L'emprise des ténèbres, ethnozombisme



Quand j'ai vu que le ciné-club de Potzina (blog très très conseillé) portait ce mois-ci sur le cinéma d'horreur et d'épouvante, mon sang n'a fait qu'un tour: il fallait que je vienne y mettre mon grain de sel. Parce que j'aime les films de genre, parce que j'aime en particulier les films d'horreur, et que Halloween, avant d'être une fête qui nous oblige désormais à acheter des bonbecs qu'on pourra même pas manger, c'est d'abord un film que j'adore, qui mérite bien d'avoir un jour pour lui tout seul (je propose d'ailleurs qu'on inaugure le Kurt Russel day rapidement, une fête qui consiste à porter des bandeaux de pirate et des jeans taille haute avec des débardeurs, et à ne parler qu'en réplique badass, en mangeant des burgers).

Bref, je me suis un peu demandé de quel film j'allais parler: un vieux film de la Hammer? Un classique incontesté (Psychose, Suspiria, Nosferatu, Qu'Est-ce qu'on a fait au bon dieu)? Un petit indé de dessous les fagots (Willard, May)? Et puis finalement, je me suis rendu compte que je n'avais pas rendu les hommages nécessaires au très regretté Wes Craven, et c'est pourquoi j'ai décidé de vous parler de mon film préféré de ce maître de l'horreur, qui n'est peut être pas le plus connu, peut-être pas le plus magistral, sûrement pas le plus fun, mais qui est sans aucun doute celui qui me touche le plus: L'emprise des Ténèbres.

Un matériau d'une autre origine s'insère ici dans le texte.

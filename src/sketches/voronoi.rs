use std::f64::consts::TAU;

use glam::DVec2;
use rayon::prelude::*;

use crate::{
    Color, Result,
    clrs::Palette,
    math::{Random, smoothstep},
    sketch::{Props, Settings, Sketch},
};

#[derive(Clone, Debug)]
pub struct Params {
    pub seeds: usize,
    /// drift radius, fraction of the shortest side
    pub drift: f64,
    /// d1 / d2 above which a pixel counts as border
    pub border: f64,
    pub dot_radius: f64,
}

impl Default for Params {
    fn default() -> Self {
        Self {
            seeds: 48,
            drift: 0.05,
            border: 0.92,
            dot_radius: 3.,
        }
    }
}

#[derive(Clone, Copy, Debug)]
pub struct Seed {
    /// uv in [0, 1]
    pub base: DVec2,
    pub phase: f64,
    pub turns: f64,
    pub color: Color,
}

impl Seed {
    pub fn position(&self, size: DVec2, drift: f64, playhead: f64) -> DVec2 {
        let angle = self.phase + TAU * self.turns * playhead;
        self.base * size + DVec2::from_angle(angle) * drift * size.min_element()
    }
}

/// (index of the nearest site, distance to nearest, distance to second nearest)
pub fn nearest_two(p: DVec2, sites: &[DVec2]) -> Option<(usize, f64, f64)> {
    let mut best: Option<(usize, f64)> = None;
    let mut second = f64::INFINITY;
    for (idx, site) in sites.iter().enumerate() {
        let d = p.distance_squared(*site);
        match best {
            Some((_, bd)) if d >= bd => second = second.min(d),
            Some((_, bd)) => {
                second = bd;
                best = Some((idx, d));
            }
            None => best = Some((idx, d)),
        }
    }
    best.map(|(idx, d)| (idx, d.sqrt(), second.sqrt()))
}

pub struct Voronoi {
    params: Params,
    seeds: Vec<Seed>,
    edge: Color,
}

impl Voronoi {
    pub fn new(params: Params, palette: &Palette, random: &mut Random) -> Self {
        let seeds = (0..params.seeds.max(1))
            .map(|_| Seed {
                base: random.point_in_rect(DVec2::ZERO, DVec2::ONE),
                phase: random.range(0., TAU),
                turns: random.range_floor(1, 3) as f64 * random.sign(),
                color: palette.pick(random),
            })
            .collect();
        Self {
            params,
            seeds,
            edge: palette.background(),
        }
    }

    pub fn sites(&self, size: DVec2, playhead: f64) -> Vec<DVec2> {
        self.seeds
            .iter()
            .map(|s| s.position(size, self.params.drift, playhead))
            .collect()
    }

    pub fn shade(&self, p: DVec2, sites: &[DVec2]) -> Color {
        let Some((idx, d1, d2)) = nearest_two(p, sites) else {
            return self.edge;
        };
        if !d2.is_finite() || d2 <= 0. {
            return self.seeds[idx].color;
        }
        let ratio = d1 / d2;
        let edge = smoothstep(self.params.border, 1., ratio) as f32;
        self.seeds[idx].color.lerp(self.edge, edge)
    }
}

impl Sketch for Voronoi {
    fn render(&mut self, props: &mut Props) {
        let size = DVec2::new(props.width, props.height);
        let sites = self.sites(size, props.playhead);
        let width = props.width as usize;

        let chrono = std::time::Instant::now();
        let this = &*self;
        props
            .context
            .image_mut()
            .data
            .par_chunks_mut(width)
            .enumerate()
            .for_each(|(y, row)| {
                for (x, px) in row.iter_mut().enumerate() {
                    let p = DVec2::new(x as f64 + 0.5, y as f64 + 0.5);
                    *px = this.shade(p, &sites);
                }
            });
        log::trace!("voronoi: shading in {:?}", chrono.elapsed());

        let scale = size.min_element() / 1080.;
        let ctx = &mut *props.context;
        ctx.set_fill_style(self.edge);
        for site in &sites {
            ctx.point(*site, (self.params.dot_radius * scale).max(0.75));
        }
    }
}

pub fn settings() -> Settings {
    Settings {
        dimensions: [1080, 1080],
        animate: true,
        duration: Some(10.),
        fps: 30.,
        ..Settings::default()
    }
}

pub fn sketch(_settings: &Settings, random: &mut Random) -> Result<Box<dyn Sketch>> {
    let palette = Palette::random(random)?;
    Ok(Box::new(Voronoi::new(Params::default(), &palette, random)))
}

Ce film de 1988 est adapté assez librement du livre de l'ethnologue Wade Davis "The serpent and the rainbow" qui évoque ses recherches à Haiti sur la zombification. Parce que oui, en ces temps où le Zombie est devenu un Z international qui veut dire franchise, il faut se souvenir de l'origine ethnologique et vaudou du mort-vivant cannibale à la lenteur caractéristique. Le zombie, c'est haïtien et il y avait des processions vaudous sur l'île bien avant nos zombie walks.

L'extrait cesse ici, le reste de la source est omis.